This is why it is critical that all Australian people unite to stand against it, and they can do so by voting no in the coming referendum on the proposed Voice to Parliament. Given the urgency to close the gaps, it is only fair to question why the Albanese government is prioritising such an expensive and divisive proposal, especially considering there is absolutely no compelling evidence the Voice will help to close the gap. It is only fair to question if the Albanese government is ignoring a growing chorus of Australian voices, including prominent Indigenous voices, opposing the voice to parliament. It is only fair to question why the Prime Minister did not, apparently, seek legal advice before proposing his amendment to the Constitution. This draft amendment is of tremendous concern for the future governance of Australia, because it threatens to unleash a wave of repeated constitutional crises. Constitutional legal minds much finer than those of Anthony Albanese or Mark Dreyfus have, for months, been warning the Prime Minister's draft amendment is absolutely ripe for this potential.

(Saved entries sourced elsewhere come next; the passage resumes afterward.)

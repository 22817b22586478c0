use anyhow::{Context, Result};
use wgpu::SurfaceError;
use winit::dpi::PhysicalSize;
use winit::window::Window;

use crate::render::RenderCtx;

use super::surface::{self, DepthTarget};
use super::{GpuFrame, GpuInit, SurfaceErrorAction};

/// Owns the wgpu device, queue and the window's surface.
///
/// The surface borrows the window for `'w`; the runtime keeps both in one
/// self-referencing entry so the window always outlives the `Gpu`.
pub struct Gpu<'w> {
    surface: wgpu::Surface<'w>,
    adapter_info: wgpu::AdapterInfo,
    device: wgpu::Device,
    queue: wgpu::Queue,
    config: wgpu::SurfaceConfiguration,

    /// Current drawable size in physical pixels. May be 0x0 while minimized.
    size: PhysicalSize<u32>,

    depth: Option<DepthTarget>,
}

impl<'w> Gpu<'w> {
    /// Creates a GPU context bound to `window`.
    ///
    /// Adapter/device acquisition is asynchronous under wgpu; the runtime
    /// blocks on it with `pollster`.
    pub async fn new(window: &'w Window, init: GpuInit) -> Result<Self> {
        let size = window.inner_size();
        anyhow::ensure!(size.width > 0 && size.height > 0, "window has zero size");

        let GpuInit {
            prefer_srgb,
            present_mode,
            required_features,
            required_limits,
            desired_maximum_frame_latency,
            depth_format,
        } = init;

        let instance = wgpu::Instance::new(&wgpu::InstanceDescriptor {
            backends: wgpu::Backends::all(),
            ..Default::default()
        });

        let surface = instance
            .create_surface(window)
            .context("failed to create wgpu surface")?;

        let adapter = instance
            .request_adapter(&wgpu::RequestAdapterOptions {
                power_preference: wgpu::PowerPreference::HighPerformance,
                compatible_surface: Some(&surface),
                force_fallback_adapter: false,
            })
            .await
            .context("failed to find a suitable GPU adapter")?;

        let adapter_info = adapter.get_info();
        log::info!(
            "using adapter `{}` ({:?}, {:?})",
            adapter_info.name,
            adapter_info.backend,
            adapter_info.device_type
        );

        let (device, queue) = adapter
            .request_device(&wgpu::DeviceDescriptor {
                label: Some("prism device"),
                required_features,
                required_limits,
                experimental_features: wgpu::ExperimentalFeatures::disabled(),
                memory_hints: wgpu::MemoryHints::Performance,
                trace: wgpu::Trace::Off,
            })
            .await
            .context("failed to create wgpu device/queue")?;

        let caps = surface.get_capabilities(&adapter);
        let format = surface::choose_surface_format(&caps, prefer_srgb)
            .context("surface reports no supported formats")?;
        if prefer_srgb && !format.is_srgb() {
            log::warn!("no sRGB surface format available, using {format:?}");
        }

        let config = wgpu::SurfaceConfiguration {
            usage: wgpu::TextureUsages::RENDER_ATTACHMENT,
            format,
            width: size.width,
            height: size.height,
            present_mode,
            alpha_mode: surface::choose_alpha_mode(&caps),
            view_formats: vec![],
            desired_maximum_frame_latency,
        };
        surface.configure(&device, &config);
        log::debug!("surface configured: {format:?} {}x{}", size.width, size.height);

        let depth = depth_format.map(|f| DepthTarget::new(&device, f, size.width, size.height));

        Ok(Self {
            surface,
            adapter_info,
            device,
            queue,
            config,
            size,
            depth,
        })
    }

    pub fn surface_format(&self) -> wgpu::TextureFormat {
        self.config.format
    }

    /// Depth attachment format, if one was requested in `GpuInit`.
    pub fn depth_format(&self) -> Option<wgpu::TextureFormat> {
        self.depth.as_ref().map(|d| d.format)
    }

    pub(crate) fn depth_view(&self) -> Option<&wgpu::TextureView> {
        self.depth.as_ref().map(|d| &d.view)
    }

    /// Current drawable size (physical pixels).
    pub fn size(&self) -> PhysicalSize<u32> {
        self.size
    }

    pub fn adapter_info(&self) -> &wgpu::AdapterInfo {
        &self.adapter_info
    }

    pub fn device(&self) -> &wgpu::Device {
        &self.device
    }

    pub fn queue(&self) -> &wgpu::Queue {
        &self.queue
    }

    /// Borrowed view used to create pipelines and resources.
    pub fn render_ctx(&self) -> RenderCtx<'_> {
        RenderCtx {
            device: &self.device,
            queue: &self.queue,
            surface_format: self.config.format,
            depth_format: self.depth_format(),
            size: self.size,
        }
    }

    /// Reconfigures the surface (and depth target) after a resize.
    ///
    /// wgpu rejects 0x0 surfaces; while minimized only the recorded size is
    /// updated and configuration waits for the next non-zero size.
    pub fn resize(&mut self, new_size: PhysicalSize<u32>) {
        self.size = new_size;
        if new_size.width == 0 || new_size.height == 0 {
            return;
        }

        self.config.width = new_size.width;
        self.config.height = new_size.height;
        self.surface.configure(&self.device, &self.config);

        if let Some(depth) = &mut self.depth {
            *depth = DepthTarget::new(&self.device, depth.format, new_size.width, new_size.height);
        }
    }

    /// Acquires the next surface texture and creates an encoder.
    pub fn begin_frame(&self) -> std::result::Result<GpuFrame, SurfaceError> {
        let surface_texture = self.surface.get_current_texture()?;
        let view = surface_texture
            .texture
            .create_view(&wgpu::TextureViewDescriptor::default());

        let encoder = self
            .device
            .create_command_encoder(&wgpu::CommandEncoderDescriptor {
                label: Some("prism frame encoder"),
            });

        Ok(GpuFrame {
            surface_texture,
            view,
            encoder,
        })
    }

    /// Submits the recorded commands and presents the frame.
    pub fn submit(&self, frame: GpuFrame) {
        let GpuFrame {
            surface_texture,
            view,
            encoder,
        } = frame;

        self.queue.submit(std::iter::once(encoder.finish()));
        drop(view);
        surface_texture.present();
    }

    /// Converts a `SurfaceError` into an action, reconfiguring when needed.
    pub fn handle_surface_error(&mut self, err: SurfaceError) -> SurfaceErrorAction {
        let action = SurfaceErrorAction::from_error(&err);
        match action {
            SurfaceErrorAction::Reconfigured => {
                if self.size.width > 0 && self.size.height > 0 {
                    self.surface.configure(&self.device, &self.config);
                }
                log::debug!("surface {err:?}; reconfigured");
            }
            SurfaceErrorAction::SkipFrame => log::warn!("surface {err:?}; skipping frame"),
            SurfaceErrorAction::Fatal => log::error!("surface {err:?}; giving up"),
        }
        action
    }
}
use bytemuck::{Pod, Zeroable};

use super::{Camera, Projection};

/// Camera data as seen by WGSL (`struct Camera { view_proj: mat4x4<f32>, position: vec3<f32> }`).
#[repr(C)]
#[derive(Debug, Copy, Clone, PartialEq, Pod, Zeroable)]
pub struct CameraUniform {
    pub view_proj: [[f32; 4]; 4],
    pub position: [f32; 3],
    pub _pad: f32,
}

impl CameraUniform {
    pub fn new(camera: &Camera, projection: &Projection) -> Self {
        let view_proj = projection.matrix(camera.zoom()) * camera.view_matrix();
        Self {
            view_proj: view_proj.to_cols_array_2d(),
            position: camera.position().to_array(),
            _pad: 0.0,
        }
    }
}

impl Default for CameraUniform {
    fn default() -> Self {
        Self {
            view_proj: glam::Mat4::IDENTITY.to_cols_array_2d(),
            position: [0.0; 3],
            _pad: 0.0,
        }
    }
}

As we have seen unfolding this week, this debate is not only causing further division between Indigenous and non-indigenous Australians it is dividing Indigenous Australia itself. Noel Pearson has been at the forefront of the yes cause, pedalling the transparent lie that the voice is necessary because Indigenous Australians are not recognised in their country. This week he has bullied and attacked Senator Price for her stance on the voice, accusing her of being used to punch down on other Aboriginals. I was disgusted, but not especially surprised, by this deeply personal and racist attack on a woman who has articulated practical and sensible concerns about the voice. Mr Pearson would do well to consider that Senator Price's election to the Senate shows our Constitution and system of government are no barriers to Indigenous representation. And the Prime Minister will do well to pay close attention to the fracturing of the Australian electorate and the deep divisions being created by this proposal to give greater political franchise to a minority of Australians based solely on race. One Nation proudly stands against enshrining racial exceptionalism in the founding document of Australia. We will be campaigning strongly for the no vote so that Australia can move forward together, united as one people and one nation under one flag.

4:52 pm

Photo of Malarndirri McCarthyMalarndirri McCarthy (NT, Australian Labor Party, Assistant Minister for Indigenous Australians) Share this | | Hansard source

I rise to speak to the report tabled today, in 2022. It's clearly deeply frustrating, as we've heard from Minister Burney and my colleague Senator Dodson. But I want to use this time to reach out those people across this country who do so much each and every single day in all of these areas that we have the targets for Closing the Gap.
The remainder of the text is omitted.